P. Stomma, W. R. Rudnicki. HCS—hierarchical algorithm for simulation of omics datasets, Bioinformatics, Volume 40, Issue Supplement_2, September 2024, Pages ii98–ii104, https://doi.org/10.1093/bioinformatics/btae392
Analysis of the omics data with the help of machine learning (ML) methods is limited by small sample sizes and a large number of variables. One possible approach to deal with such data is using algorithms for feature selection and reducing the dataset to include only those variables that are related to the studied phenomena. Existing simulators of the omics data were mostly developed with the goal of improving the methods for generations of high-quality data, that correspond with the highest possible fidelity to the real level of molecular markers in the biological materials.
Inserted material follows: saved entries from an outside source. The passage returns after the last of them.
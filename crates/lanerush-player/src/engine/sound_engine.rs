//! Sound engine — audio playback via rodio
//!
//! Three looping channels (background music, traffic noise, game-over
//! music) that can be paused and resumed, plus fire-and-forget one-shots.
//! A cue that owns a channel replaces whatever that channel was playing.

use std::io::Cursor;

use rodio::{Decoder, OutputStream, OutputStreamHandle, Sink, Source};

use crate::assets::sound::SoundClip;
use crate::game::platform::Cue;

const CHANNELS: usize = 3;

/// Central sound engine — manages output stream and active playback channels
pub struct SoundEngine {
    /// rodio output stream (must be kept alive)
    _stream: OutputStream,
    /// Handle for creating new sinks
    handle: OutputStreamHandle,
    channels: [Option<Sink>; CHANNELS],
    /// One-shot sound effects (kept alive until finished)
    sfx_sinks: Vec<Sink>,
}

impl SoundEngine {
    /// Create a new sound engine. Returns None if audio device unavailable.
    pub fn new() -> Option<Self> {
        match OutputStream::try_default() {
            Ok((stream, handle)) => {
                tracing::info!("Audio output initialized");
                Some(Self {
                    _stream: stream,
                    handle,
                    channels: [None, None, None],
                    sfx_sinks: Vec::new(),
                })
            }
            Err(e) => {
                tracing::warn!("Failed to initialize audio, continuing silently: {}", e);
                None
            }
        }
    }

    /// Start `clip` for `cue`: looped on the cue's channel, or as a one-shot
    pub fn play(&mut self, cue: Cue, clip: &SoundClip) {
        let source = match Decoder::new(Cursor::new(clip.data.to_vec())) {
            Ok(source) => source,
            Err(e) => {
                tracing::warn!("Failed to decode sound '{}': {}", clip.name, e);
                return;
            }
        };
        let sink = match Sink::try_new(&self.handle) {
            Ok(sink) => sink,
            Err(e) => {
                tracing::warn!("Failed to create sink for '{}': {}", clip.name, e);
                return;
            }
        };

        if cue.looping() {
            sink.append(source.repeat_infinite());
        } else {
            sink.append(source);
        }

        match cue.channel() {
            Some(ch) => {
                if let Some(old) = self.channels[ch].replace(sink) {
                    old.stop();
                }
                tracing::debug!("Channel {}: '{}'", ch, clip.name);
            }
            None => {
                self.sfx_sinks.push(sink);
                tracing::debug!("One-shot '{}'", clip.name);
            }
        }
        self.gc();
    }

    /// Stop a channel cue. One-shots run to completion and ignore this.
    pub fn stop(&mut self, cue: Cue) {
        if let Some(sink) = cue.channel().and_then(|ch| self.channels[ch].take()) {
            sink.stop();
        }
    }

    pub fn pause(&mut self, cue: Cue) {
        if let Some(sink) = self.channel(cue) {
            sink.pause();
        }
    }

    pub fn resume(&mut self, cue: Cue) {
        if let Some(sink) = self.channel(cue) {
            sink.play();
        }
    }

    fn channel(&self, cue: Cue) -> Option<&Sink> {
        cue.channel().and_then(|ch| self.channels[ch].as_ref())
    }

    /// Stop all sounds (channels + SFX)
    pub fn stop_all(&mut self) {
        for sink in self.channels.iter_mut().filter_map(Option::take) {
            sink.stop();
        }
        for sink in self.sfx_sinks.drain(..) {
            sink.stop();
        }
    }

    /// Drop finished one-shot sinks
    pub fn gc(&mut self) {
        self.sfx_sinks.retain(|s| !s.empty());
    }
}

impl Drop for SoundEngine {
    fn drop(&mut self) {
        self.stop_all();
    }
}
The current study aims to simulate the data on a higher level of generalization. Such datasets can then be used to perform tests of the feature selection and ML algorithms on systems that have structures mimicking those of real data, but where the ground truth may be implanted by design. They can also be used to generate contrast variables with the desired correlation structure for the feature selection. We proposed the algorithm for the reconstruction of the omic dataset that, with high fidelity, preserves the correlation structure of the original data with a reduced number of parameters. It is based on the hierarchical clustering of variables and uses principal components of the clusters. It reproduces well topological descriptors of the correlation structure. The correlation structure of the principal components of the clusters then is used to obtain datasets with correlation structures similar to the original data but not correlated with the original variables.Availability and implementation
The code and data is available at: https://github.com/p100mma/hcrs_omics.